The MPO-based design aligns seamlessly with modern single-mode fiber cabling systems used in hyperscale and enterprise data centers. It supports standardized polarity methods and structured cabling practices, making upgrades and expansions easier to plan and execute without disruptive infrastructure changes.

Thermal Management and Power Efficiency

As data rates increase, so do power consumption and heat generation. The OSFP form factor is specifically engineered to address these challenges through enhanced thermal pathways and improved heat dissipation.
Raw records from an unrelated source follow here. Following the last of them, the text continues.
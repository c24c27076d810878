//! Invariant Checker
//!
//! Verifies that every entry nets to zero per currency and that no user
//! balance is negative. Each violation is persisted as an alert. Also owns
//! the rebuild path that recomputes materialized balances from postings.

pub mod guard;

pub use guard::InvariantGuard;

use std::sync::Arc;
use std::time::Instant;

use chrono::{DateTime, Utc};
use serde::{Deserialize, Serialize};
use tracing::{error, info, warn};

use crate::clock::Clock;
use crate::error::LedgerError;
use crate::metrics::LedgerMetrics;
use crate::store::LedgerStore;

pub const ALERT_KIND_INVARIANT_VIOLATION: &str = "INVARIANT_VIOLATION";

/// Violation prefix for user balances below zero
pub const NEGATIVE_BALANCES: &str = "negative_balances";
/// Violation prefix for entries that do not net to zero
pub const UNBALANCED_ENTRIES: &str = "unbalanced_entries";

#[derive(Debug, Clone, PartialEq, Eq, Serialize, Deserialize)]
pub struct InvariantAlert {
    pub alert_kind: String,
    pub details: String,
    pub created_at: DateTime<Utc>,
}

#[derive(Debug, Clone, PartialEq, Eq, Serialize, Deserialize)]
pub struct InvariantCheckResult {
    pub ok: bool,
    /// `unbalanced_entries=N` and/or `negative_balances=N`
    pub violations: Vec<String>,
}

impl InvariantCheckResult {
    pub fn passed() -> Self {
        Self {
            ok: true,
            violations: Vec::new(),
        }
    }

    /// True when there are violations and all of them are negative balances
    pub fn only_negative_balances(&self) -> bool {
        !self.violations.is_empty()
            && self
                .violations
                .iter()
                .all(|v| v.starts_with(&format!("{}=", NEGATIVE_BALANCES)))
    }
}

pub struct InvariantChecker {
    store: Arc<dyn LedgerStore>,
    clock: Arc<dyn Clock>,
    metrics: Arc<LedgerMetrics>,
}

impl InvariantChecker {
    pub fn new(
        store: Arc<dyn LedgerStore>,
        clock: Arc<dyn Clock>,
        metrics: Arc<LedgerMetrics>,
    ) -> Self {
        Self {
            store,
            clock,
            metrics,
        }
    }

    pub async fn check(&self) -> Result<InvariantCheckResult, LedgerError> {
        let started = Instant::now();

        let mut violations = Vec::new();
        let unbalanced = self.store.unbalanced_entry_count().await?;
        if unbalanced > 0 {
            violations.push(format!("{}={}", UNBALANCED_ENTRIES, unbalanced));
        }
        let negative = self.store.negative_balance_count().await?;
        if negative > 0 {
            violations.push(format!("{}={}", NEGATIVE_BALANCES, negative));
        }

        let now = self.clock.now();
        for violation in &violations {
            let alert = InvariantAlert {
                alert_kind: ALERT_KIND_INVARIANT_VIOLATION.to_string(),
                details: violation.clone(),
                created_at: now,
            };
            if let Err(e) = self.store.record_alert(&alert).await {
                warn!(details = %violation, error = %e, "Failed to persist invariant alert");
            }
        }

        self.metrics
            .observe_invariant_check(started.elapsed().as_millis() as i64);

        if violations.is_empty() {
            return Ok(InvariantCheckResult::passed());
        }
        self.metrics.incr_invariant_violation();
        error!(violations = %violations.join(","), "Invariant violation");
        Ok(InvariantCheckResult {
            ok: false,
            violations,
        })
    }

    /// Replace every materialized balance with totals recomputed from postings
    pub async fn rebuild_balances(&self) -> Result<usize, LedgerError> {
        let started = Instant::now();
        let rows = self.store.rebuild_balances(self.clock.now()).await?;
        let elapsed_ms = started.elapsed().as_millis() as i64;
        self.metrics.observe_rebuild_duration(elapsed_ms);

        match self.store.balance_totals_by_kind().await {
            Ok(totals) => self
                .metrics
                .set_reserve_available(totals.hold, totals.available),
            Err(e) => warn!(error = %e, "Failed to refresh reserve metrics"),
        }

        info!(rows, elapsed_ms, "Balances rebuilt from postings");
        Ok(rows)
    }

    pub async fn recent_alerts(&self, limit: usize) -> Result<Vec<InvariantAlert>, LedgerError> {
        self.store.recent_alerts(limit).await
    }
}

#[cfg(test)]
mod tests {
    use super::*;
    use crate::clock::SystemClock;
    use crate::ledger::types::{
        AccountId, AccountKind, EntryKind, LedgerEntry, Posting, ReferenceType,
    };
    use crate::store::InMemoryLedgerStore;

    fn checker() -> (InvariantChecker, Arc<InMemoryLedgerStore>, Arc<LedgerMetrics>) {
        let store = Arc::new(InMemoryLedgerStore::new());
        let metrics = Arc::new(LedgerMetrics::new());
        (
            InvariantChecker::new(store.clone(), Arc::new(SystemClock), metrics.clone()),
            store,
            metrics,
        )
    }

    fn transfer(entry_id: &str, from: &str, to: &str, amount: i64) -> LedgerEntry {
        LedgerEntry {
            entry_id: entry_id.into(),
            reference_type: ReferenceType::Adjustment,
            reference_id: entry_id.into(),
            entry_kind: EntryKind::ManualAdjustment,
            symbol: "BTC-KRW".into(),
            engine_seq: 1,
            occurred_at: Utc::now(),
            correlation_id: "corr".into(),
            causation_id: "cause".into(),
            postings: vec![
                Posting::debit(AccountId::user(to, "KRW", AccountKind::Available), amount),
                Posting::credit(AccountId::system(from, "KRW"), amount),
            ],
        }
    }

    #[tokio::test]
    async fn test_clean_ledger_passes() {
        let (checker, store, _) = checker();
        store
            .append_entry(&transfer("e1", "treasury", "alice", 50))
            .await
            .unwrap();

        let result = checker.check().await.unwrap();
        assert_eq!(result, InvariantCheckResult::passed());
        assert!(checker.recent_alerts(10).await.unwrap().is_empty());
    }

    #[tokio::test]
    async fn test_negative_user_balance_reported_and_alerted() {
        let (checker, store, metrics) = checker();
        let alice = AccountId::user("alice", "KRW", AccountKind::Available);
        store.overwrite_balance(&alice, -5);

        let result = checker.check().await.unwrap();
        assert!(!result.ok);
        assert_eq!(result.violations, vec!["negative_balances=1".to_string()]);
        assert!(result.only_negative_balances());

        let alerts = checker.recent_alerts(10).await.unwrap();
        assert_eq!(alerts.len(), 1);
        assert_eq!(alerts[0].alert_kind, ALERT_KIND_INVARIANT_VIOLATION);
        assert_eq!(metrics.snapshot().invariant_violation_total, 1);
    }

    #[tokio::test]
    async fn test_rebuild_restores_materialized_view() {
        let (checker, store, _) = checker();
        store
            .append_entry(&transfer("e1", "treasury", "alice", 50))
            .await
            .unwrap();
        let alice = AccountId::user("alice", "KRW", AccountKind::Available);
        store.overwrite_balance(&alice, -999);
        assert!(!checker.check().await.unwrap().ok);

        checker.rebuild_balances().await.unwrap();
        assert!(checker.check().await.unwrap().ok);
        assert_eq!(
            store.list_balances().await.unwrap(),
            store.posting_totals().await.unwrap()
        );
    }

    #[test]
    fn test_only_negative_balances() {
        let mixed = InvariantCheckResult {
            ok: false,
            violations: vec!["unbalanced_entries=1".into(), "negative_balances=2".into()],
        };
        assert!(!mixed.only_negative_balances());
        assert!(!InvariantCheckResult::passed().only_negative_balances());
    }
}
Effective thermal management extends component lifespan, reduces failure rates, and enables higher port densities without compromising system stability.

Optimized Power Envelope for 1600G Operation

Despite their extreme performance, modern 1600Gbps optical transceivers are designed with power efficiency in mind. Advanced semiconductor processes, efficient laser drivers, and intelligent power control mechanisms help balance energy consumption with throughput demands. This contributes to lower operational costs and supports sustainability goals within large data centers.

Scalability and Future-Proof Networking Design

The rapid evolution of data center workloads demands networking solutions that can scale seamlessly. Optical transceivers in the 1600Gbps category are designed with future expansion in mind, enabling organizations to increase capacity without redesigning core infrastructure.